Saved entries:
- Opening Delimiter -
//! Paragraph rewriting
//!
//! The logical text of a paragraph is the concatenation of its runs, but a placeholder is
//! routinely split across several runs by the editor (`[NUM` + `ERO_PROCESSO]`). Rewriting
//! therefore works on the whole paragraph text and writes the result back into the first
//! run, deleting the others. Formatting differences between runs are lost by design of the
//! rule: the first run's formatting wins.
//!
//! Paragraphs holding a list or block marker are not touched here and are reported as
//! [RewriteOutcome::Deferred] so the block pass can pick them up.

use super::placeholder::PlaceholderResolver;
use crate::docx::paragraph;
use crate::docx::xml::{NodeId, XmlTree};
use crate::error::Warnings;

#[derive(Debug, Clone, Copy, PartialEq, Eq)]
pub enum RewriteOutcome {
    Unchanged,
    Rewritten,
    Deferred,
}

pub struct ParagraphRewriter<'r, 'a> {
    resolver: &'r PlaceholderResolver<'a>,
}

impl<'r, 'a> ParagraphRewriter<'r, 'a> {
    pub fn new(resolver: &'r PlaceholderResolver<'a>) -> Self {
        Self { resolver }
    }

    pub fn rewrite(&self, tree: &mut XmlTree, p: NodeId, warnings: &mut Warnings) -> RewriteOutcome {
        let text = paragraph::paragraph_text(tree, p);
        if self.resolver.has_block_content(&text) {
            return RewriteOutcome::Deferred;
        }
        let rewritten = self.resolver.substitute(&text, warnings);
        if rewritten == text {
            return RewriteOutcome::Unchanged;
        }
        paragraph::collapse_into_first_run(tree, p, &rewritten);
        RewriteOutcome::Rewritten
    }
}

#[cfg(test)]
mod tests {
    use super::*;
    use crate::config::{BlockCatalog, EngineConfig};
    use crate::dataset::Dataset;
    use crate::error::Warning;

    fn rewrite(xml: &str, data: &Dataset) -> (XmlTree, NodeId, RewriteOutcome, Warnings) {
        let config = EngineConfig::default();
        let catalog = BlockCatalog::from_config(&config);
        let resolver = PlaceholderResolver::new(data, &catalog, &config.labels);
        let mut tree = XmlTree::parse(xml).unwrap();
        let p = tree.root();
        let mut warnings = Warnings::new();
        let outcome = ParagraphRewriter::new(&resolver).rewrite(&mut tree, p, &mut warnings);
        (tree, p, outcome, warnings)
    }

    #[test]
    fn test_token_split_across_runs() {
        let data = Dataset::new().with("NUMERO_PROCESSO", "0001234-56.2023");
        let (tree, p, outcome, warnings) = rewrite(
            r#"<w:p><w:r><w:rPr><w:b/></w:rPr><w:t>Processo [NUM</w:t></w:r><w:r><w:t>ERO_PROCESSO]</w:t></w:r></w:p>"#,
            &data,
        );
        assert_eq!(outcome, RewriteOutcome::Rewritten);
        assert!(warnings.is_empty());
        assert_eq!(paragraph::paragraph_text(&tree, p), "Processo 0001234-56.2023");
        assert_eq!(paragraph::runs(&tree, p).len(), 1);
        assert_eq!(
            tree.subtree_to_string(p),
            r#"<w:p><w:r><w:rPr><w:b/></w:rPr><w:t xml:space="preserve">Processo 0001234-56.2023</w:t></w:r></w:p>"#
        );
    }

    #[test]
    fn test_plain_paragraph_is_untouched() {
        let xml = r#"<w:p><w:r><w:t>Sem </w:t></w:r><w:r><w:rPr><w:i/></w:rPr><w:t>marcas</w:t></w:r></w:p>"#;
        let (tree, p, outcome, _) = rewrite(xml, &Dataset::new());
        assert_eq!(outcome, RewriteOutcome::Unchanged);
        assert_eq!(tree.subtree_to_string(p), xml);
    }

    #[test]
    fn test_unresolved_only_is_unchanged() {
        let xml = r#"<w:p><w:r><w:t>[DESCONHECIDO]</w:t></w:r></w:p>"#;
        let (tree, p, outcome, warnings) = rewrite(xml, &Dataset::new());
        assert_eq!(outcome, RewriteOutcome::Unchanged);
        assert_eq!(tree.subtree_to_string(p), xml);
        assert_eq!(
            warnings.into_vec(),
            vec![Warning::UnresolvedPlaceholder {
                token: "[DESCONHECIDO]".to_string()
            }]
        );
    }

    #[test]
    fn test_block_markers_are_deferred() {
        let data = Dataset::new().with("AUTOR", "John Doe");
        let xml = r#"<w:p><w:r><w:t>[AUTOR] [CABECALHO]</w:t></w:r></w:p>"#;
        let (tree, p, outcome, _) = rewrite(xml, &data);
        assert_eq!(outcome, RewriteOutcome::Deferred);
        assert_eq!(tree.subtree_to_string(p), xml);
    }

    #[test]
    fn test_rewrite_is_idempotent() {
        let data = Dataset::new().with("AUTOR", "John Doe");
        let config = EngineConfig::default();
        let catalog = BlockCatalog::from_config(&config);
        let resolver = PlaceholderResolver::new(&data, &catalog, &config.labels);
        let rewriter = ParagraphRewriter::new(&resolver);
        let mut tree =
            XmlTree::parse(r#"<w:p><w:r><w:t>Autor: {autor}</w:t></w:r></w:p>"#).unwrap();
        let p = tree.root();
        let mut warnings = Warnings::new();
        assert_eq!(rewriter.rewrite(&mut tree, p, &mut warnings), RewriteOutcome::Rewritten);
        let once = tree.subtree_to_string(p);
        assert_eq!(rewriter.rewrite(&mut tree, p, &mut warnings), RewriteOutcome::Unchanged);
        assert_eq!(tree.subtree_to_string(p), once);
    }
}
- Closing Delimiter -
* **WHAT NEEDS TO BE DONE**
Search the records above for the string "unwrap" and copy each line that holds it.

* **TASK OUTPUT**
        let mut tree = XmlTree::parse(xml).unwrap();
            XmlTree::parse(r#"<w:p><w:r><w:t>Autor: {autor}</w:t></w:r></w:p>"#).unwrap();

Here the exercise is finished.